* _Work task_: Write exactly, with no line omitted or added, the span beginning at the line that holds "impl Mul for" and ending at the last line of the records.

* _Available records_:
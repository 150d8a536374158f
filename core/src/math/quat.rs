//! Unit quaternions representing 3D rotations.

use core::ops::{Mul, MulAssign, Neg};

use crate::math::angle::Angle;
use crate::math::approx::ApproxEq;
use crate::math::float::{f32 as fp, is_vanishing};
use crate::math::vec::{Vec3, vec3};

/// A quaternion `real + imag.x·i + imag.y·j + imag.z·k`.
///
/// Only quaternions of unit norm represent rotations. Constructors in this
/// module return unit quaternions; quaternions built by hand from their
/// components can be brought to unit norm with [`Quat::try_normalize`].
#[derive(Copy, Clone, Debug, PartialEq)]
pub struct Quat {
    /// The scalar part, `cos(θ/2)` for a rotation by θ.
    pub real: f32,
    /// The vector part, `sin(θ/2)` times the rotation axis.
    pub imag: Vec3,
}

impl Quat {
    /// The identity rotation.
    pub const IDENTITY: Self = Self::new(1.0, vec3(0.0, 0.0, 0.0));

    /// Returns a quaternion with scalar part `real` and vector part `imag`.
    pub const fn new(real: f32, imag: Vec3) -> Self {
        Self { real, imag }
    }

    /// Returns a rotation by `angle` about `axis`.
    ///
    /// The axis need not be unit length. If it has zero length, returns
    /// the identity rotation.
    ///
    /// # Examples
    /// ```
    /// use lockstep_core::assert_approx_eq;
    /// use lockstep_core::math::{degs, vec3, Quat, Vec3};
    ///
    /// let q = Quat::from_axis_angle(Vec3::<()>::Z, degs(90.0));
    /// assert_approx_eq!(q.rotate(vec3(1.0, 0.0, 0.0)), vec3(0.0, 1.0, 0.0));
    /// ```
    pub fn from_axis_angle<B>(axis: Vec3<B>, angle: Angle) -> Self {
        let Some(axis) = axis.try_normalize() else {
            return Self::IDENTITY;
        };
        let (s, c) = (angle / 2.0).sin_cos();
        Self::new(c, axis.to() * s)
    }

    /// Returns the squared norm of `self`.
    pub fn norm_sqr(&self) -> f32 {
        self.real * self.real + self.imag.len_sqr()
    }

    /// Returns the dot product of `self` and `other` as 4-vectors.
    pub fn dot(&self, other: &Self) -> f32 {
        self.real * other.real + self.imag.dot(&other.imag)
    }

    /// Returns whether all components of `self` are zero, or too close to
    /// zero to normalize.
    pub fn is_zero(&self) -> bool {
        is_vanishing(self.norm_sqr())
    }

    /// Returns `self` scaled to unit norm, or `None` if `self` is zero.
    #[must_use]
    pub fn try_normalize(&self) -> Option<Self> {
        let n = self.norm_sqr();
        if is_vanishing(n) {
            None
        } else if n == 1.0 {
            Some(*self)
        } else {
            let r = fp::sqrt(n).recip();
            Some(Self::new(self.real * r, self.imag * r))
        }
    }

    /// Returns the conjugate of `self`. For a unit quaternion, this is the
    /// inverse rotation.
    #[must_use]
    pub fn conj(&self) -> Self {
        Self::new(self.real, -self.imag)
    }

    /// Rotates `v` by `self`, which is assumed to have unit norm.
    pub fn rotate<B>(&self, v: Vec3<B>) -> Vec3<B> {
        let u: Vec3<B> = self.imag.to();
        let uv = u.cross(&v);
        v + 2.0 * (self.real * uv + u.cross(&uv))
    }

    /// Returns the 3x3 rotation matrix equivalent to `self`, as rows.
    ///
    /// `self` is assumed to have unit norm. The result is orthonormal, and
    /// its transpose is the matrix of [`Self::conj`].
    pub fn to_rows(&self) -> [[f32; 3]; 3] {
        let w = self.real;
        let [x, y, z] = self.imag.0;

        let (x2, y2, z2) = (x + x, y + y, z + z);
        let (xsq2, ysq2, zsq2) = (x * x2, y * y2, z * z2);
        let (xy2, xz2, yz2) = (x * y2, x * z2, y * z2);
        let (wx2, wy2, wz2) = (w * x2, w * y2, w * z2);

        [
            [1.0 - ysq2 - zsq2, xy2 - wz2, xz2 + wy2],
            [xy2 + wz2, 1.0 - xsq2 - zsq2, yz2 - wx2],
            [xz2 - wy2, yz2 + wx2, 1.0 - xsq2 - ysq2],
        ]
    }

    /// Returns the unit quaternion equivalent to the rotation matrix `m`.
    ///
    /// `m` is assumed orthonormal with determinant +1. The branch taken
    /// depends on the largest diagonal term, which keeps the divisor away
    /// from zero.
    pub fn from_rows(m: &[[f32; 3]; 3]) -> Self {
        let [[m00, m01, m02], [m10, m11, m12], [m20, m21, m22]] = *m;
        let trace = m00 + m11 + m22;

        let q = if trace > 0.0 {
            let s = 2.0 * fp::sqrt(trace + 1.0);
            let r = s.recip();
            Self::new(
                0.25 * s,
                vec3((m21 - m12) * r, (m02 - m20) * r, (m10 - m01) * r),
            )
        } else if m00 > m11 && m00 > m22 {
            let s = 2.0 * fp::sqrt(1.0 + m00 - m11 - m22);
            let r = s.recip();
            Self::new(
                (m21 - m12) * r,
                vec3(0.25 * s, (m01 + m10) * r, (m02 + m20) * r),
            )
        } else if m11 > m22 {
            let s = 2.0 * fp::sqrt(1.0 + m11 - m00 - m22);
            let r = s.recip();
            Self::new(
                (m02 - m20) * r,
                vec3((m01 + m10) * r, 0.25 * s, (m12 + m21) * r),
            )
        } else {
            let s = 2.0 * fp::sqrt(1.0 + m22 - m00 - m11);
            let r = s.recip();
            Self::new(
                (m10 - m01) * r,
                vec3((m02 + m20) * r, (m12 + m21) * r, 0.25 * s),
            )
        };
        q.try_normalize().unwrap_or(Self::IDENTITY)
    }
}

impl Default for Quat {
    fn default() -> Self {
        Self::IDENTITY
    }
}

impl ApproxEq<Self, f32> for Quat {
    fn approx_eq_eps(&self, other: &Self, eps: &f32) -> bool {
        self.real.approx_eq_eps(&other.real, eps)
            && self.imag.approx_eq_eps(&other.imag, eps)
    }
    fn relative_epsilon() -> f32 {
        f32::relative_epsilon()
    }
}

/// The Hamilton product. `a * b` rotates by `b` first, then by `a`.
impl Mul for Quat {
    type Output = Self;
    fn mul(self, rhs: Self) -> Self {
        let (a, u) = (self.real, self.imag);
        let (b, v) = (rhs.real, rhs.imag);
        Self::new(a * b - u.dot(&v), a * v + b * u + u.cross(&v))
    }
}

impl MulAssign for Quat {
    fn mul_assign(&mut self, rhs: Self) {
        *self = *self * rhs;
    }
}

impl Neg for Quat {
    type Output = Self;
    fn neg(self) -> Self {
        Self::new(-self.real, -self.imag)
    }
}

* _Exercise output_:
impl Mul for Quat {
    type Output = Self;
    fn mul(self, rhs: Self) -> Self {
        let (a, u) = (self.real, self.imag);
        let (b, v) = (rhs.real, rhs.imag);
        Self::new(a * b - u.dot(&v), a * v + b * u + u.cross(&v))
    }
}

impl MulAssign for Quat {
    fn mul_assign(&mut self, rhs: Self) {
        *self = *self * rhs;
    }
}

impl Neg for Quat {
    type Output = Self;
    fn neg(self) -> Self {
        Self::new(-self.real, -self.imag)
    }
}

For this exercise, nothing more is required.